Sudanese authorities have blocked access to popular social media platforms used to organize and broadcast nationwide protests against the 29-year rule by President Omar al-Bashir and his administration’s economic policies.
Users of main telecommunications operators in the African country said on Wednesday that access to Facebook, Twitter and WhatsApp had only been possible through the use of a virtual private network (VPN).
“Social media has a really big impact, and it helps with forming public opinion and transmitting what’s happening in Sudan to the outside,” said Mujtaba Musa, a Sudanese Twitter user with over 50,000 followers.
NetBlocks, a digital rights NGO, said data it had collected, including from thousands of Sudanese volunteers, provided evidence of “an extensive internet censorship regime.”
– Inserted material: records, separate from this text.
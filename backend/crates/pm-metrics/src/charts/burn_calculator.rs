use crate::charts::{done_column_ids, fetch_replay_events, load_iteration};
use crate::replay::item_state::current_states;
use crate::{
    ChartMetrics, DaySnapshot, ItemStateMap, MetricsResult, MetricsSettings, MetricsSources,
    StateReconstructor,
};

use pm_core::{BurnDownChart, BurnUpChart, ChartPoint, Iteration, IterationDateRange, MeasurementMode};

use std::collections::BTreeSet;
use std::time::Instant;

use chrono::{DateTime, NaiveDate, Utc};
use log::{debug, warn};
use uuid::Uuid;

/// Burndown and burnup series for a single iteration
#[derive(Clone)]
pub struct BurnCalculator {
    sources: MetricsSources,
    settings: MetricsSettings,
    instrumentation: ChartMetrics,
}

/// Everything both burn charts derive their lines from
struct BurnReplay {
    iteration: Iteration,
    range: IterationDateRange,
    done_columns: BTreeSet<Uuid>,
    current: ItemStateMap,
    days: Vec<DaySnapshot>,
}

impl BurnCalculator {
    pub fn new(
        sources: MetricsSources,
        settings: MetricsSettings,
        instrumentation: ChartMetrics,
    ) -> Self {
        Self {
            sources,
            settings,
            instrumentation,
        }
    }

    pub async fn burn_down(
        &self,
        iteration_id: Uuid,
        mode: MeasurementMode,
    ) -> MetricsResult<BurnDownChart> {
        self.burn_down_at(iteration_id, mode, Utc::now()).await
    }

    /// Burndown with `now` as the instant the live item state belongs to
    pub async fn burn_down_at(
        &self,
        iteration_id: Uuid,
        mode: MeasurementMode,
        now: DateTime<Utc>,
    ) -> MetricsResult<BurnDownChart> {
        let started = Instant::now();
        let replay = self.replay(iteration_id, now).await?;

        let total = sum_weights(&replay.current, mode, |_| true);
        let dates: Vec<NaiveDate> = replay.days.iter().map(|snapshot| snapshot.day).collect();

        let actual = replay
            .days
            .iter()
            .map(|snapshot| {
                let remaining = sum_weights(&snapshot.items, mode, |column_id| {
                    !replay.done_columns.contains(&column_id)
                });
                ChartPoint::new(snapshot.day, remaining as f64)
            })
            .collect();

        self.instrumentation
            .chart_computed("burndown", started.elapsed());

        Ok(BurnDownChart {
            iteration_id,
            iteration_name: replay.iteration.name,
            start_date: replay.range.first_day(),
            end_date: replay.range.last_day(),
            mode,
            ideal: ideal_line(&dates, total),
            actual,
        })
    }

    pub async fn burn_up(
        &self,
        iteration_id: Uuid,
        mode: MeasurementMode,
    ) -> MetricsResult<BurnUpChart> {
        self.burn_up_at(iteration_id, mode, Utc::now()).await
    }

    pub async fn burn_up_at(
        &self,
        iteration_id: Uuid,
        mode: MeasurementMode,
        now: DateTime<Utc>,
    ) -> MetricsResult<BurnUpChart> {
        let started = Instant::now();
        let replay = self.replay(iteration_id, now).await?;

        let mut scope = Vec::with_capacity(replay.days.len());
        let mut done = Vec::with_capacity(replay.days.len());
        for snapshot in &replay.days {
            let scoped = sum_weights(&snapshot.items, mode, |_| true);
            let completed = sum_weights(&snapshot.items, mode, |column_id| {
                replay.done_columns.contains(&column_id)
            });
            scope.push(ChartPoint::new(snapshot.day, scoped as f64));
            done.push(ChartPoint::new(snapshot.day, completed as f64));
        }

        self.instrumentation.chart_computed("burnup", started.elapsed());

        Ok(BurnUpChart {
            iteration_id,
            iteration_name: replay.iteration.name,
            start_date: replay.range.first_day(),
            end_date: replay.range.last_day(),
            mode,
            scope,
            done,
        })
    }

    async fn replay(&self, iteration_id: Uuid, now: DateTime<Utc>) -> MetricsResult<BurnReplay> {
        let iteration = load_iteration(&self.sources, iteration_id).await?;
        let range = iteration.date_range(self.settings.default_iteration_days);

        let items = self.sources.work_items.find_by_iteration(iteration_id).await?;
        let columns = self.sources.columns.find_by_board(iteration.board_id).await?;
        let done_columns = done_column_ids(&columns);
        let current = current_states(&items);

        let events = fetch_replay_events(
            &self.sources,
            &self.settings,
            &self.instrumentation,
            iteration.board_id,
            &range,
            now,
        )
        .await?;

        let max_days = self.settings.max_chart_days.max(1) as usize;
        if range.day_count() > max_days {
            warn!(
                "Iteration {} spans {} days, charting only the first {}",
                iteration_id,
                range.day_count(),
                max_days
            );
            self.instrumentation.day_cap_reached();
        }

        let days = StateReconstructor::new(iteration_id).reconstruct_at(
            &current,
            &events,
            &range.first_days(max_days),
        );

        debug!(
            "Replayed {} events over {} days for iteration {} ({} live items)",
            events.len(),
            days.len(),
            iteration_id,
            current.len()
        );

        Ok(BurnReplay {
            iteration,
            range,
            done_columns,
            current,
            days,
        })
    }
}

/// Straight line from `total` on the first day to zero on the last.
/// A single-day range is one point at `total`.
pub fn ideal_line(days: &[NaiveDate], total: i64) -> Vec<ChartPoint> {
    let total = total as f64;
    if days.len() <= 1 {
        return days.iter().map(|day| ChartPoint::new(*day, total)).collect();
    }

    let last = (days.len() - 1) as f64;
    days.iter()
        .enumerate()
        .map(|(i, day)| ChartPoint::new(*day, total * (1.0 - i as f64 / last)))
        .collect()
}

/// Sum in-iteration item weights whose column passes `column_filter`
fn sum_weights(
    items: &ItemStateMap,
    mode: MeasurementMode,
    column_filter: impl Fn(Uuid) -> bool,
) -> i64 {
    items
        .values()
        .filter(|state| state.in_iteration && column_filter(state.column_id))
        .map(|state| state.weight_in(mode))
        .sum()
}
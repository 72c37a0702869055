use pm_metrics::{MetricsService, MetricsSettings};
use pm_server::{AppState, ServerError, build_router, logger, snapshot_job};

use std::error::Error;

use log::{error, info, warn};
use metrics_exporter_prometheus::PrometheusBuilder;
use tokio::net::TcpListener;

#[tokio::main]
async fn main() -> Result<(), Box<dyn Error>> {
    // PM_* overrides may live in a local .env
    dotenvy::dotenv().ok();

    // Load and validate configuration
    let config = pm_config::Config::load()?;
    config.validate()?;

    // Construct log file path if configured
    let log_file_path = config.log_file_path()?;
    if let Some(log_dir) = log_file_path.as_ref().and_then(|path| path.parent()) {
        std::fs::create_dir_all(log_dir)?;
    }

    // Initialize logger (before any other logging)
    logger::initialize(&config.logging, log_file_path)?;

    info!("Starting pm-server v{}", env!("CARGO_PKG_VERSION"));
    config.log_summary();

    // Install the Prometheus recorder before any counters are touched
    let prometheus = PrometheusBuilder::new()
        .install_recorder()
        .map_err(|e| ServerError::MetricsRecorder {
            message: e.to_string(),
        })?;

    // Initialize database pool (runs migrations)
    let database_path = config.database_path()?;
    info!("Connecting to database: {}", database_path.display());
    let pool = pm_db::connect(&database_path, config.database.max_connections)
        .await
        .map_err(ServerError::from)?;
    info!("Database connection established");

    let settings = MetricsSettings {
        default_iteration_days: config.metrics.default_iteration_days,
        max_events: config.metrics.max_events,
        default_velocity_iterations: config.metrics.default_velocity_iterations,
        max_chart_days: config.metrics.max_chart_days,
    };
    let metrics = MetricsService::sqlite(pool.clone(), settings);

    let snapshot_task = if config.metrics.snapshot_interval_hours > 0 {
        Some(snapshot_job::spawn(
            metrics.clone(),
            config.metrics.snapshot_interval_hours,
        ))
    } else {
        warn!("Snapshot job disabled (snapshot_interval_hours = 0)");
        None
    };

    // Build router
    let app_state = AppState::new(pool, metrics).with_prometheus(prometheus);
    let app = build_router(app_state);

    // Create TCP listener
    let bind_addr = config.bind_addr();
    let listener = TcpListener::bind(&bind_addr).await?;
    info!("Server listening on {}", listener.local_addr()?);

    // Start server with graceful shutdown
    axum::serve(listener, app)
        .with_graceful_shutdown(async {
            match tokio::signal::ctrl_c().await {
                Ok(()) => info!("Received SIGINT (Ctrl+C), initiating graceful shutdown"),
                Err(e) => {
                    error!("Failed to listen for SIGINT: {}", e);
                    std::future::pending::<()>().await;
                }
            }
        })
        .await?;

    if let Some(task) = snapshot_task {
        task.abort();
    }
    info!("Graceful shutdown complete");

    Ok(())
}
mod velocity_aggregator;
use pm_core::ErrorLocation;

use std::panic::Location;

use thiserror::Error;

#[derive(Error, Debug)]
pub enum DbError {
    #[error("SQLx error: {source} {location}")]
    Sqlx {
        source: sqlx::Error,
        location: ErrorLocation,
    },

    #[error("Migration error: {message} {location}")]
    Migration {
        message: String,
        location: ErrorLocation,
    },

    /// A stored value that no longer maps onto its domain type
    #[error("Cannot decode {field}: {message} {location}")]
    Decode {
        field: String,
        message: String,
        location: ErrorLocation,
    },

    #[error("Database initialization failed: {message} {location}")]
    Initialization {
        message: String,
        location: ErrorLocation,
    },

    #[error("Serialization error in {field}: {source} {location}")]
    Serialization {
        field: &'static str,
        source: serde_json::Error,
        location: ErrorLocation,
    },
}

impl From<sqlx::Error> for DbError {
    #[track_caller]
    fn from(source: sqlx::Error) -> Self {
        Self::Sqlx {
            source,
            location: ErrorLocation::from(Location::caller()),
        }
    }
}

pub type Result<T> = std::result::Result<T, DbError>;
Mai Truong of US-based advocacy group Freedom House also said Sudan had a long history of censorship. “While Sudan has a long history of systematically censoring print and broadcast media, online media has been relatively untouched despite its exponential growth... in recent years.”
The National Telecommunications Corporation and some other operators, which oversee the telecommunication sector in Sudan, have yet to comment on the blackout.
But the head of Sudan’s National Intelligence and Security Service, Salah Abdallah, told a rare news conference on December 21 that the government was mulling imposition of the internet blackout. “There was a discussion in the government about blocking social media sites and in the end it was decided to block them.”
In a country where the state tightly controls traditional media, the internet has become a key information battleground. Sudanese activists have used the social media platforms widely to organize and document the demonstrations. Hashtags in Arabic such as “Sudan’s_cities_revolt” have been widely circulated from Sudan and abroad.
Sudan has been rocked by near-daily demonstrations over the past two weeks. Protesters have set alight ruling party buildings and have called on President Bashir, who took power in 1989, to step down.
There have been calls by human rights groups for authorities in Sudan to investigate the use of lethal force by security forces against protesters.
In Khartoum, authorities say 19 people have died. On the other hand, Amnesty International says it has “credible reports” that 37 people died in the first five days of protests.
On Monday, Human Rights Watch said independent groups monitoring the situation in Sudan had put the death toll at 40.
Sudan’s economy has stagnated for most of Bashir’s 29-year rule. He has also failed to keep peace in the religiously and ethnically diverse country, losing three quarters of Sudan’s oil wealth when South Sudan seceded in 2011 following a referendum.
Inflation is currently running at 70 percent and the Sudanese pound has plunged in value. Shortages of bread and fuel have hit several cities.